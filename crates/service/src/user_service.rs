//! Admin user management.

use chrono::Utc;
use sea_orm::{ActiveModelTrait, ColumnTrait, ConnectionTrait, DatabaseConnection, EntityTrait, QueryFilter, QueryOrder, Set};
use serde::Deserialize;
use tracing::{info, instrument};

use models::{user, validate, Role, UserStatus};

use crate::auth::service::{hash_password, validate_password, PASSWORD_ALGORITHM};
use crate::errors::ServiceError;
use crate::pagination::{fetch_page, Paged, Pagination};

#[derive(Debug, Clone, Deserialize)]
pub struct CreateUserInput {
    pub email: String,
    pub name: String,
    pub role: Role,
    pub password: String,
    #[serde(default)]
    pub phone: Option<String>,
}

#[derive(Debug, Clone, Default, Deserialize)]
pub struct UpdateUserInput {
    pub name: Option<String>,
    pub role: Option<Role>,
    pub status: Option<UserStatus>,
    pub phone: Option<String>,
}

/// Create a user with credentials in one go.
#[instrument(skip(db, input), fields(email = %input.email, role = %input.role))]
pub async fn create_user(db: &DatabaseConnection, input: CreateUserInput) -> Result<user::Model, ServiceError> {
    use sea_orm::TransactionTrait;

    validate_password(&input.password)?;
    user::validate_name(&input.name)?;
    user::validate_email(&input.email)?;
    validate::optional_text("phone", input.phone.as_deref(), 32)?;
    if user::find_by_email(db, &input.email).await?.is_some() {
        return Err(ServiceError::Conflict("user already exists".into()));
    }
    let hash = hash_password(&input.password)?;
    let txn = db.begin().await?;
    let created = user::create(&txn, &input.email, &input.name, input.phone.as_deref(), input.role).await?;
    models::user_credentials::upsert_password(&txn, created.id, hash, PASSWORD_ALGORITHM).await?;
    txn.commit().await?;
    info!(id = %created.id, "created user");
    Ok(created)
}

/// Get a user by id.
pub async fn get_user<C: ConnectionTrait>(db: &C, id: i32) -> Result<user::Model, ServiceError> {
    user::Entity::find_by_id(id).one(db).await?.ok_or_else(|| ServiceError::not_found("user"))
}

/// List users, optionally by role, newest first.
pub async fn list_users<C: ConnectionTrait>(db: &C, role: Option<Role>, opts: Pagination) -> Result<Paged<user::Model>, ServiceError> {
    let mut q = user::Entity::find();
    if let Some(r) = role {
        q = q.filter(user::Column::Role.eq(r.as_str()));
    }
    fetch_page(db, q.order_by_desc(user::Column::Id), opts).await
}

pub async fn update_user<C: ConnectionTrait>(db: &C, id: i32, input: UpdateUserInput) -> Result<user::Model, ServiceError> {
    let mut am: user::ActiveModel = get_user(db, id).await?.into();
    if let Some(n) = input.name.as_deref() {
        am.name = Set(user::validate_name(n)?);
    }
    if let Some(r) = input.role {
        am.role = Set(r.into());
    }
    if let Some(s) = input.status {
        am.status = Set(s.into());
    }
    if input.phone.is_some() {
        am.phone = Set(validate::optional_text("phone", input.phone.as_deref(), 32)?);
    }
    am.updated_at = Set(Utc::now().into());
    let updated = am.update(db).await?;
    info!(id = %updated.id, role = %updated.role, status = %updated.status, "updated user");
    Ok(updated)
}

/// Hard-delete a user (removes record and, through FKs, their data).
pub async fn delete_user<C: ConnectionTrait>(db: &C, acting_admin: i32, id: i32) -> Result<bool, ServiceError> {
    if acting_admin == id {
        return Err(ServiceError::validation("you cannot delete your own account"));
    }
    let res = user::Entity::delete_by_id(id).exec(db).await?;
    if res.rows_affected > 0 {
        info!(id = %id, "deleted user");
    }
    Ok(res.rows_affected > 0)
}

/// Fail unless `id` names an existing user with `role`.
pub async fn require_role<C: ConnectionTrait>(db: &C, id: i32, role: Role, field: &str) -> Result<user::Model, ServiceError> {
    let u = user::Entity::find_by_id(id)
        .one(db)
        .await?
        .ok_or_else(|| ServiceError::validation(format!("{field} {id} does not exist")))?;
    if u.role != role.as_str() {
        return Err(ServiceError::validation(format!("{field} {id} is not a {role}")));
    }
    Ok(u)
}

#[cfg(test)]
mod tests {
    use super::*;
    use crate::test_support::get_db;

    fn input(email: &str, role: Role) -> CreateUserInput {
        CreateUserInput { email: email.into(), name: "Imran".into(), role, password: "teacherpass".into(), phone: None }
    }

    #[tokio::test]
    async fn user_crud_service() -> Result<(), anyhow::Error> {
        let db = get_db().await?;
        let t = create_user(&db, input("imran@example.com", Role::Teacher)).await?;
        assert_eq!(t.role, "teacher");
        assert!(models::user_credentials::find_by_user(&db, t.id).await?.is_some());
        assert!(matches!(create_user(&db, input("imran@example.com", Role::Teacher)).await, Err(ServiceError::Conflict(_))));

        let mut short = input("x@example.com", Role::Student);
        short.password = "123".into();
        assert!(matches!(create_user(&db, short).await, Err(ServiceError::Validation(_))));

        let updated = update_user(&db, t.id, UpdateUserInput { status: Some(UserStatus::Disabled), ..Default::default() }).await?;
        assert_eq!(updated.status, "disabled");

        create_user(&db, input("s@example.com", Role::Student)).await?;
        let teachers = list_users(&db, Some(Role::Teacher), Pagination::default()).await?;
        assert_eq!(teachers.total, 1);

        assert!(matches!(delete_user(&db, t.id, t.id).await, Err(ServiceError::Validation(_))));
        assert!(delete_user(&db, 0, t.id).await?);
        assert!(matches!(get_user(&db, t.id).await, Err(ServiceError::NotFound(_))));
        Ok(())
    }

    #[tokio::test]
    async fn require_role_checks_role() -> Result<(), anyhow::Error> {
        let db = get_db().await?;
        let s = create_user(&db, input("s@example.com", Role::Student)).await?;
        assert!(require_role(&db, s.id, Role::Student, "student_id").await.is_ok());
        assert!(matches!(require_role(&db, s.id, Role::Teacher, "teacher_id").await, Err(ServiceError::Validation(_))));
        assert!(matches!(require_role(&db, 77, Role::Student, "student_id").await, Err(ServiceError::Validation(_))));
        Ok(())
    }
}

* * *

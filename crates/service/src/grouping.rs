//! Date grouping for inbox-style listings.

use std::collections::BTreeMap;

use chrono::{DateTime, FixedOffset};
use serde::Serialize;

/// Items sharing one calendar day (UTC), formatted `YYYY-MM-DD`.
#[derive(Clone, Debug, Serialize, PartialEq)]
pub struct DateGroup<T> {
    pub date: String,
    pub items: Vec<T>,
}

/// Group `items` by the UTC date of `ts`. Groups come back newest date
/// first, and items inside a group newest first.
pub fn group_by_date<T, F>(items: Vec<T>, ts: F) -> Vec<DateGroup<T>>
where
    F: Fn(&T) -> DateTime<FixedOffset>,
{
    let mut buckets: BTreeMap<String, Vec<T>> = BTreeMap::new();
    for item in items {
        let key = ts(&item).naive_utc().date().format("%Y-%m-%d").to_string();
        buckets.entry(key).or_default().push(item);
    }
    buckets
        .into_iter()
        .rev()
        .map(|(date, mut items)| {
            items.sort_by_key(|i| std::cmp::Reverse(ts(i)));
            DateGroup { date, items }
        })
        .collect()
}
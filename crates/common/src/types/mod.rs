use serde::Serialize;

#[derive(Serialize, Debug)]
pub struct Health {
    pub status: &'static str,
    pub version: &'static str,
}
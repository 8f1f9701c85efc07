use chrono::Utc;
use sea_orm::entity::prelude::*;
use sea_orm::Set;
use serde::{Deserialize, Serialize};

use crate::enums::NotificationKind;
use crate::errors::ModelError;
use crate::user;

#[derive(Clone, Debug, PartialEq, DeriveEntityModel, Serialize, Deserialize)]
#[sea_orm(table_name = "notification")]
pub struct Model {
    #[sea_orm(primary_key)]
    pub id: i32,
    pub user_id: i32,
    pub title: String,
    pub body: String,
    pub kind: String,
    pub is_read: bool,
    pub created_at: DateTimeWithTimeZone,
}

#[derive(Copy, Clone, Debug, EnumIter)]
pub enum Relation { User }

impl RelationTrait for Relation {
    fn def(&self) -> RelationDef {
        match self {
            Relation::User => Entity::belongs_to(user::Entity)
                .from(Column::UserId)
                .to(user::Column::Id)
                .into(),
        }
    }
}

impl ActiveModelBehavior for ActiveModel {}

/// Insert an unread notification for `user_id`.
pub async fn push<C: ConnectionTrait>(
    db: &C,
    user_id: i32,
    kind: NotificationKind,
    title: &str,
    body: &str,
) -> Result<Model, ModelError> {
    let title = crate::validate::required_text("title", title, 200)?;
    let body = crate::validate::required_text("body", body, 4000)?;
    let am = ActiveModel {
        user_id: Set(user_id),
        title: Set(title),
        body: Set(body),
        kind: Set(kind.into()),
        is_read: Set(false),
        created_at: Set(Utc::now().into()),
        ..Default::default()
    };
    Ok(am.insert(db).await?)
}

==

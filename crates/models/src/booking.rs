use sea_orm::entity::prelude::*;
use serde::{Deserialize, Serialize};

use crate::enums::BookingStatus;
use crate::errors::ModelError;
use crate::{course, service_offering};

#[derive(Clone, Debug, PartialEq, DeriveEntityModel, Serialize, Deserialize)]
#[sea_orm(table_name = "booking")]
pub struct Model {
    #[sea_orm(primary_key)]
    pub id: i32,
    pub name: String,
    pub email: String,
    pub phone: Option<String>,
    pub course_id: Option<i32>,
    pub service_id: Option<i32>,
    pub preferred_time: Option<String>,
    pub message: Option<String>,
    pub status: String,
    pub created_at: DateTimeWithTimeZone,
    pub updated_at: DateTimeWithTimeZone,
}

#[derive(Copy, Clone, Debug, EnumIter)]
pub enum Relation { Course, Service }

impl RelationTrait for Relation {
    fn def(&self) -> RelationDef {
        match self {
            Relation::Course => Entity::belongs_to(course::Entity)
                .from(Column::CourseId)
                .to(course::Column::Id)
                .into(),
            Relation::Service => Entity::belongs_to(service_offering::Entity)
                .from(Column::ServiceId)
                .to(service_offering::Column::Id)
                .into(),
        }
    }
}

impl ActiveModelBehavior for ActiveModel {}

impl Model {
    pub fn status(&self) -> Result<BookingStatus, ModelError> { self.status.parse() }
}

### Task goal
Starting at the line that contains "filename crates/service/src/user_service.rs" and stopping after the line that contains "#[serde(default)]", write out every line exactly as it appears above, and no other line.

### Result of the exercise
filename crates/service/src/user_service.rs
//! Admin user management.

use chrono::Utc;
use sea_orm::{ActiveModelTrait, ColumnTrait, ConnectionTrait, DatabaseConnection, EntityTrait, QueryFilter, QueryOrder, Set};
use serde::Deserialize;
use tracing::{info, instrument};

use models::{user, validate, Role, UserStatus};

use crate::auth::service::{hash_password, validate_password, PASSWORD_ALGORITHM};
use crate::errors::ServiceError;
use crate::pagination::{fetch_page, Paged, Pagination};

#[derive(Debug, Clone, Deserialize)]
pub struct CreateUserInput {
    pub email: String,
    pub name: String,
    pub role: Role,
    pub password: String,
    #[serde(default)]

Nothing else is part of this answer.